» **Work order**:
What is needed is an exact transcription of every record.

» **Data listing**:

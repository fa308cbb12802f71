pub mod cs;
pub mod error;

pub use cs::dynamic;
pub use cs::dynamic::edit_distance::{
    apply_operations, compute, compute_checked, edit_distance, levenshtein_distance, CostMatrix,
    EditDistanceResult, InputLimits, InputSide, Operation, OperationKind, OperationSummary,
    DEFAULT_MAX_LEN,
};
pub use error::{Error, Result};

» **Expected answer**:
repository fa308cbb12802f71
pub mod cs;
pub mod error;

pub use cs::dynamic;
pub use cs::dynamic::edit_distance::{
    apply_operations, compute, compute_checked, edit_distance, levenshtein_distance, CostMatrix,
    EditDistanceResult, InputLimits, InputSide, Operation, OperationKind, OperationSummary,
    DEFAULT_MAX_LEN,
};
pub use error::{Error, Result};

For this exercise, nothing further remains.